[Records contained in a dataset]
//! UDP NS lookup client (RFC 1035 §4.2.1)
//!
//! One query per call over a fresh ephemeral socket. Messages are sent
//! as-is (no framing); a truncated response is used as received, not
//! retried over TCP.

use super::message_builder::MessageBuilder;
use super::response_parser::ResponseParser;
use async_trait::async_trait;
use nsgate_application::ports::NsResolver;
use nsgate_domain::{DomainError, Fqdn};
use std::net::{IpAddr, SocketAddr};
use std::time::Duration;
use tokio::net::UdpSocket;
use tracing::{debug, warn};

/// Maximum UDP DNS response size with EDNS(0)
const MAX_UDP_RESPONSE_SIZE: usize = 4096;

/// NS lookups over plain UDP against a single upstream resolver.
pub struct UdpNsResolver {
    server_addr: SocketAddr,
    timeout: Duration,
}

impl UdpNsResolver {
    pub fn new(resolver: &str, timeout: Duration) -> Result<Self, DomainError> {
        let server_addr = parse_resolver_addr(resolver)?;
        Ok(Self {
            server_addr,
            timeout,
        })
    }

    /// Build a client for the first entry of a configured resolver list.
    ///
    /// One query per check: no failover iteration over the rest of the
    /// list.
    pub fn from_resolvers(resolvers: &[String], timeout: Duration) -> Result<Self, DomainError> {
        let first = resolvers.first().ok_or_else(|| {
            DomainError::InvalidResolverAddress("no resolvers configured".to_string())
        })?;
        Self::new(first, timeout)
    }

    pub fn server_addr(&self) -> SocketAddr {
        self.server_addr
    }
}

/// Parse a resolver address, assuming port 53 when none is given.
fn parse_resolver_addr(resolver: &str) -> Result<SocketAddr, DomainError> {
    if let Ok(ip) = resolver.parse::<IpAddr>() {
        return Ok(SocketAddr::new(ip, 53));
    }

    resolver
        .parse::<SocketAddr>()
        .map_err(|e| DomainError::InvalidResolverAddress(format!("'{}': {}", resolver, e)))
}

/// Check that a response carries the ID of the query it answers.
fn validate_response_id(
    expected_id: u16,
    response: &[u8],
    server: SocketAddr,
) -> Result<(), DomainError> {
    if response.len() < 2 {
        return Err(DomainError::InvalidDnsResponse(format!(
            "Response from {} too short to carry a header",
            server
        )));
    }

    let wire_id = u16::from_be_bytes([response[0], response[1]]);
    if wire_id != expected_id {
        return Err(DomainError::InvalidDnsResponse(format!(
            "Response ID mismatch from {}: expected {:#06x}, got {:#06x}",
            server, expected_id, wire_id
        )));
    }

    Ok(())
}

#[async_trait]
impl NsResolver for UdpNsResolver {
    async fn lookup_ns(&self, domain: &Fqdn) -> Result<Vec<String>, DomainError> {
        let (id, request_bytes) = MessageBuilder::build_ns_query(domain)?;

        // Bind to ephemeral port (0 = OS assigns)
        let bind_addr: SocketAddr = if self.server_addr.is_ipv4() {
            "0.0.0.0:0".parse().unwrap()
        } else {
            "[::]:0".parse().unwrap()
        };

        let socket = UdpSocket::bind(bind_addr)
            .await
            .map_err(|e| DomainError::Transport {
                server: self.server_addr.to_string(),
                detail: format!("Failed to bind UDP socket: {}", e),
            })?;

        socket
            .connect(self.server_addr)
            .await
            .map_err(|e| DomainError::Transport {
                server: self.server_addr.to_string(),
                detail: format!("Failed to connect: {}", e),
            })?;

        socket
            .send(&request_bytes)
            .await
            .map_err(|e| DomainError::Transport {
                server: self.server_addr.to_string(),
                detail: format!("Failed to send query: {}", e),
            })?;

        let mut recv_buf = vec![0u8; MAX_UDP_RESPONSE_SIZE];

        let len = tokio::time::timeout(self.timeout, socket.recv(&mut recv_buf))
            .await
            .map_err(|_| DomainError::QueryTimeout)?
            .map_err(|e| DomainError::Transport {
                server: self.server_addr.to_string(),
                detail: format!("Failed to receive response: {}", e),
            })?;

        validate_response_id(id, &recv_buf[..len], self.server_addr)?;

        let response = ResponseParser::parse(&recv_buf[..len])?;

        if response.truncated {
            warn!(
                server = %self.server_addr,
                domain = %domain,
                "Truncated NS response; answer section may be partial"
            );
        }

        debug!(
            server = %self.server_addr,
            domain = %domain,
            rcode = ?response.rcode,
            nameservers = response.nameservers.len(),
            "NS query completed"
        );

        Ok(response.nameservers)
    }
}
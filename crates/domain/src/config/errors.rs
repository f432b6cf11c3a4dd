#[derive(Debug, thiserror::Error)]
pub enum ConfigError {
    #[error("OUR_NS environment variable not set")]
    MissingAllowList,

    #[error("OUR_NS contains no nameserver names")]
    EmptyAllowList,

    #[error("Invalid PORT value '{0}': {1}")]
    InvalidPort(String, String),

    #[error("Configuration validation error: {0}")]
    Validation(String),
}
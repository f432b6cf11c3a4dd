#![allow(dead_code)]

use async_trait::async_trait;
use nsgate_application::ports::NsResolver;
use nsgate_domain::{DomainError, Fqdn};
use std::collections::HashMap;
use std::sync::RwLock;

/// In-memory `NsResolver` keyed by normalized domain name.
///
/// Unknown domains resolve to an empty answer set, matching an upstream
/// that returns NOERROR with no NS records.
pub struct MockNsResolver {
    responses: RwLock<HashMap<String, Vec<String>>>,
    errors: RwLock<HashMap<String, DomainError>>,
}

impl MockNsResolver {
    pub fn new() -> Self {
        Self {
            responses: RwLock::new(HashMap::new()),
            errors: RwLock::new(HashMap::new()),
        }
    }

    pub fn set_response(&self, domain: &str, nameservers: &[&str]) {
        self.responses.write().unwrap().insert(
            domain.to_string(),
            nameservers.iter().map(|ns| ns.to_string()).collect(),
        );
    }

    pub fn set_error(&self, domain: &str, error: DomainError) {
        self.errors.write().unwrap().insert(domain.to_string(), error);
    }
}

impl Default for MockNsResolver {
    fn default() -> Self {
        Self::new()
    }
}

#[async_trait]
impl NsResolver for MockNsResolver {
    async fn lookup_ns(&self, domain: &Fqdn) -> Result<Vec<String>, DomainError> {
        if let Some(error) = self.errors.read().unwrap().get(domain.as_str()) {
            return Err(error.clone());
        }

        Ok(self
            .responses
            .read()
            .unwrap()
            .get(domain.as_str())
            .cloned()
            .unwrap_or_default())
    }
}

Task details → All of the data above should be set down word for word.

Task response →
//! UDP NS lookup client (RFC 1035 §4.2.1)
//!
//! One query per call over a fresh ephemeral socket. Messages are sent
//! as-is (no framing); a truncated response is used as received, not
//! retried over TCP.

use super::message_builder::MessageBuilder;
use super::response_parser::ResponseParser;
use async_trait::async_trait;
use nsgate_application::ports::NsResolver;
use nsgate_domain::{DomainError, Fqdn};
use std::net::{IpAddr, SocketAddr};
use std::time::Duration;
use tokio::net::UdpSocket;
use tracing::{debug, warn};

/// Maximum UDP DNS response size with EDNS(0)
const MAX_UDP_RESPONSE_SIZE: usize = 4096;

/// NS lookups over plain UDP against a single upstream resolver.
pub struct UdpNsResolver {
    server_addr: SocketAddr,
    timeout: Duration,
}

impl UdpNsResolver {
    pub fn new(resolver: &str, timeout: Duration) -> Result<Self, DomainError> {
        let server_addr = parse_resolver_addr(resolver)?;
        Ok(Self {
            server_addr,
            timeout,
        })
    }

    /// Build a client for the first entry of a configured resolver list.
    ///
    /// One query per check: no failover iteration over the rest of the
    /// list.
    pub fn from_resolvers(resolvers: &[String], timeout: Duration) -> Result<Self, DomainError> {
        let first = resolvers.first().ok_or_else(|| {
            DomainError::InvalidResolverAddress("no resolvers configured".to_string())
        })?;
        Self::new(first, timeout)
    }

    pub fn server_addr(&self) -> SocketAddr {
        self.server_addr
    }
}

/// Parse a resolver address, assuming port 53 when none is given.
fn parse_resolver_addr(resolver: &str) -> Result<SocketAddr, DomainError> {
    if let Ok(ip) = resolver.parse::<IpAddr>() {
        return Ok(SocketAddr::new(ip, 53));
    }

    resolver
        .parse::<SocketAddr>()
        .map_err(|e| DomainError::InvalidResolverAddress(format!("'{}': {}", resolver, e)))
}

/// Check that a response carries the ID of the query it answers.
fn validate_response_id(
    expected_id: u16,
    response: &[u8],
    server: SocketAddr,
) -> Result<(), DomainError> {
    if response.len() < 2 {
        return Err(DomainError::InvalidDnsResponse(format!(
            "Response from {} too short to carry a header",
            server
        )));
    }

    let wire_id = u16::from_be_bytes([response[0], response[1]]);
    if wire_id != expected_id {
        return Err(DomainError::InvalidDnsResponse(format!(
            "Response ID mismatch from {}: expected {:#06x}, got {:#06x}",
            server, expected_id, wire_id
        )));
    }

    Ok(())
}

#[async_trait]
impl NsResolver for UdpNsResolver {
    async fn lookup_ns(&self, domain: &Fqdn) -> Result<Vec<String>, DomainError> {
        let (id, request_bytes) = MessageBuilder::build_ns_query(domain)?;

        // Bind to ephemeral port (0 = OS assigns)
        let bind_addr: SocketAddr = if self.server_addr.is_ipv4() {
            "0.0.0.0:0".parse().unwrap()
        } else {
            "[::]:0".parse().unwrap()
        };

        let socket = UdpSocket::bind(bind_addr)
            .await
            .map_err(|e| DomainError::Transport {
                server: self.server_addr.to_string(),
                detail: format!("Failed to bind UDP socket: {}", e),
            })?;

        socket
            .connect(self.server_addr)
            .await
            .map_err(|e| DomainError::Transport {
                server: self.server_addr.to_string(),
                detail: format!("Failed to connect: {}", e),
            })?;

        socket
            .send(&request_bytes)
            .await
            .map_err(|e| DomainError::Transport {
                server: self.server_addr.to_string(),
                detail: format!("Failed to send query: {}", e),
            })?;

        let mut recv_buf = vec![0u8; MAX_UDP_RESPONSE_SIZE];

        let len = tokio::time::timeout(self.timeout, socket.recv(&mut recv_buf))
            .await
            .map_err(|_| DomainError::QueryTimeout)?
            .map_err(|e| DomainError::Transport {
                server: self.server_addr.to_string(),
                detail: format!("Failed to receive response: {}", e),
            })?;

        validate_response_id(id, &recv_buf[..len], self.server_addr)?;

        let response = ResponseParser::parse(&recv_buf[..len])?;

        if response.truncated {
            warn!(
                server = %self.server_addr,
                domain = %domain,
                "Truncated NS response; answer section may be partial"
            );
        }

        debug!(
            server = %self.server_addr,
            domain = %domain,
            rcode = ?response.rcode,
            nameservers = response.nameservers.len(),
            "NS query completed"
        );

        Ok(response.nameservers)
    }
}
filename crates/domain/src/config/errors.rs
repository f432b6cf11c3a4dd
#[derive(Debug, thiserror::Error)]
pub enum ConfigError {
    #[error("OUR_NS environment variable not set")]
    MissingAllowList,

    #[error("OUR_NS contains no nameserver names")]
    EmptyAllowList,

    #[error("Invalid PORT value '{0}': {1}")]
    InvalidPort(String, String),

    #[error("Configuration validation error: {0}")]
    Validation(String),
}
repository f432b6cf11c3a4dd
#![allow(dead_code)]

use async_trait::async_trait;
use nsgate_application::ports::NsResolver;
use nsgate_domain::{DomainError, Fqdn};
use std::collections::HashMap;
use std::sync::RwLock;

/// In-memory `NsResolver` keyed by normalized domain name.
///
/// Unknown domains resolve to an empty answer set, matching an upstream
/// that returns NOERROR with no NS records.
pub struct MockNsResolver {
    responses: RwLock<HashMap<String, Vec<String>>>,
    errors: RwLock<HashMap<String, DomainError>>,
}

impl MockNsResolver {
    pub fn new() -> Self {
        Self {
            responses: RwLock::new(HashMap::new()),
            errors: RwLock::new(HashMap::new()),
        }
    }

    pub fn set_response(&self, domain: &str, nameservers: &[&str]) {
        self.responses.write().unwrap().insert(
            domain.to_string(),
            nameservers.iter().map(|ns| ns.to_string()).collect(),
        );
    }

    pub fn set_error(&self, domain: &str, error: DomainError) {
        self.errors.write().unwrap().insert(domain.to_string(), error);
    }
}

impl Default for MockNsResolver {
    fn default() -> Self {
        Self::new()
    }
}

#[async_trait]
impl NsResolver for MockNsResolver {
    async fn lookup_ns(&self, domain: &Fqdn) -> Result<Vec<String>, DomainError> {
        if let Some(error) = self.errors.read().unwrap().get(domain.as_str()) {
            return Err(error.clone());
        }

        Ok(self
            .responses
            .read()
            .unwrap()
            .get(domain.as_str())
            .cloned()
            .unwrap_or_default())
    }
}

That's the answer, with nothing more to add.